As evidence, it cites the fact that Dr John, one of two gay candidates, appears to have received a “substantial proportion” of votes. It also argues that the “supposed policy” does not suggest that “matters of sexuality are either irrelevant or improper to be mentioned or considered. . . it could not properly be said that the mere mention that someone was gay or in a civil partnership was pejorative or prejudicial.”

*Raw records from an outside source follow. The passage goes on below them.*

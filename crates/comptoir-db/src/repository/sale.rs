//! # Sale Repository
//!
//! Database operations for sales and sale items.
//!
//! A sale row is written twice, both times inside its creation
//! transaction: first as a shell (so ledger entries can reference its id
//! through foreign keys), then with the final computed totals. After the
//! transaction commits the row is immutable.

use sqlx::{SqliteConnection, SqlitePool};

use crate::error::{DbError, DbResult};
use comptoir_core::{Sale, SaleItem};

/// Repository for sale reads.
#[derive(Debug, Clone)]
pub struct SaleRepository {
    pool: SqlitePool,
    tenant_id: String,
}

impl SaleRepository {
    /// Creates a new SaleRepository scoped to a tenant.
    pub fn new(pool: SqlitePool, tenant_id: String) -> Self {
        SaleRepository { pool, tenant_id }
    }

    /// Gets a sale by ID.
    pub async fn get(&self, sale_id: &str) -> DbResult<Sale> {
        sqlx::query_as::<_, Sale>("SELECT * FROM sales WHERE id = ?1 AND tenant_id = ?2")
            .bind(sale_id)
            .bind(&self.tenant_id)
            .fetch_optional(&self.pool)
            .await?
            .ok_or_else(|| DbError::not_found("sale", sale_id))
    }

    /// Gets the line items of a sale.
    pub async fn items(&self, sale_id: &str) -> DbResult<Vec<SaleItem>> {
        let items = sqlx::query_as::<_, SaleItem>(
            "SELECT * FROM sale_items WHERE sale_id = ?1 ORDER BY created_at, id",
        )
        .bind(sale_id)
        .fetch_all(&self.pool)
        .await?;

        Ok(items)
    }

    /// Lists the most recent sales.
    pub async fn list_recent(&self, limit: u32) -> DbResult<Vec<Sale>> {
        let sales = sqlx::query_as::<_, Sale>(
            r#"
            SELECT * FROM sales
            WHERE tenant_id = ?1
            ORDER BY created_at DESC, id DESC
            LIMIT ?2
            "#,
        )
        .bind(&self.tenant_id)
        .bind(limit)
        .fetch_all(&self.pool)
        .await?;

        Ok(sales)
    }

    /// Inserts a sale row inside a caller-owned transaction.
    ///
    /// Called twice per sale by the orchestrator: the shell insert uses
    /// zeroed totals; `update_totals` overwrites them before commit.
    pub async fn insert(conn: &mut SqliteConnection, sale: &Sale) -> DbResult<()> {
        sqlx::query(
            r#"
            INSERT INTO sales (
                id, tenant_id, customer_id, subtotal_minor, discount_minor,
                loyalty_discount_minor, total_minor, loyalty_points_earned_centi,
                loyalty_points_used_centi, payment_method, payment_status,
                amount_paid_minor, amount_given_minor, change_minor,
                payment_reference, user_id, created_at
            )
            VALUES (?1, ?2, ?3, ?4, ?5, ?6, ?7, ?8, ?9, ?10, ?11, ?12, ?13, ?14, ?15, ?16, ?17)
            "#,
        )
        .bind(&sale.id)
        .bind(&sale.tenant_id)
        .bind(&sale.customer_id)
        .bind(sale.subtotal_minor)
        .bind(sale.discount_minor)
        .bind(sale.loyalty_discount_minor)
        .bind(sale.total_minor)
        .bind(sale.loyalty_points_earned_centi)
        .bind(sale.loyalty_points_used_centi)
        .bind(sale.payment_method)
        .bind(sale.payment_status)
        .bind(sale.amount_paid_minor)
        .bind(sale.amount_given_minor)
        .bind(sale.change_minor)
        .bind(&sale.payment_reference)
        .bind(&sale.user_id)
        .bind(sale.created_at)
        .execute(&mut *conn)
        .await?;

        Ok(())
    }

    /// Inserts a sale line item inside a caller-owned transaction.
    pub async fn insert_item(conn: &mut SqliteConnection, item: &SaleItem) -> DbResult<()> {
        sqlx::query(
            r#"
            INSERT INTO sale_items (
                id, sale_id, product_id, cug_snapshot, name_snapshot,
                quantity, unit_price_minor, purchase_price_minor,
                line_total_minor, created_at
            )
            VALUES (?1, ?2, ?3, ?4, ?5, ?6, ?7, ?8, ?9, ?10)
            "#,
        )
        .bind(&item.id)
        .bind(&item.sale_id)
        .bind(&item.product_id)
        .bind(&item.cug_snapshot)
        .bind(&item.name_snapshot)
        .bind(item.quantity)
        .bind(item.unit_price_minor)
        .bind(item.purchase_price_minor)
        .bind(item.line_total_minor)
        .bind(item.created_at)
        .execute(&mut *conn)
        .await?;

        Ok(())
    }

    /// Writes the final totals and settlement fields of a sale inside its
    /// creation transaction.
    pub async fn update_totals(conn: &mut SqliteConnection, sale: &Sale) -> DbResult<()> {
        sqlx::query(
            r#"
            UPDATE sales
            SET subtotal_minor = ?1,
                discount_minor = ?2,
                loyalty_discount_minor = ?3,
                total_minor = ?4,
                loyalty_points_earned_centi = ?5,
                loyalty_points_used_centi = ?6,
                payment_status = ?7,
                amount_paid_minor = ?8,
                amount_given_minor = ?9,
                change_minor = ?10,
                payment_reference = ?11
            WHERE id = ?12
            "#,
        )
        .bind(sale.subtotal_minor)
        .bind(sale.discount_minor)
        .bind(sale.loyalty_discount_minor)
        .bind(sale.total_minor)
        .bind(sale.loyalty_points_earned_centi)
        .bind(sale.loyalty_points_used_centi)
        .bind(sale.payment_status)
        .bind(sale.amount_paid_minor)
        .bind(sale.amount_given_minor)
        .bind(sale.change_minor)
        .bind(&sale.payment_reference)
        .bind(&sale.id)
        .execute(&mut *conn)
        .await?;

        Ok(())
    }
}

The other two complaints came from wider within the diocese of Llandaff, and challenged the Bench of Bishops’ decision to consider only new candidates for the post. Both are rejected on similar grounds: that the decision about whom to appoint is a matter for the Bishops “in the exercise of their own judgment”, and that the constitution “does not confer upon any person or body within the Church, including the Provincial Court, a supervisory jurisdiction over the Bench of Bishops”.
The ruling rejects the suggestion that the Bishops’ decision not to take forward previously considered candidates is “unreasonable” or “unfair”. The Bishops may have concluded that none of them were “suitable”, the ruling argues, and it would be “unrealistic” to insist that those considered by the college be taken forward. It concludes that “the attempt to constrain the Bishops is ungrounded in the law of the Church.”
The ruling states that the sub-committee was “not privy to any information concerning the proceedings of the meeting of the Electoral College that has not already been placed in the public domain”.
It also draws attention to the rules governing the meeting of the Electoral College, including the commitment to confidentiality, which all the members signed.
Responding to the advice, the provincial secretary of the Church in Wales, Simon Lloyd, thanked the Legal Sub-Committee, and confirmed that the “proper procedure has been followed, and there are no grounds for the complaints submitted. This means the Bench of Bishops can continue its task of appointing the new bishop without further delay.”
But a priest in the diocese of Llandaff, the Revd Martin Reynolds, spoke on Monday of his disappointment.
“Legal opinion tells us that there is no way to put this right, and no way to stop people saying awful and disgusting things,” he said.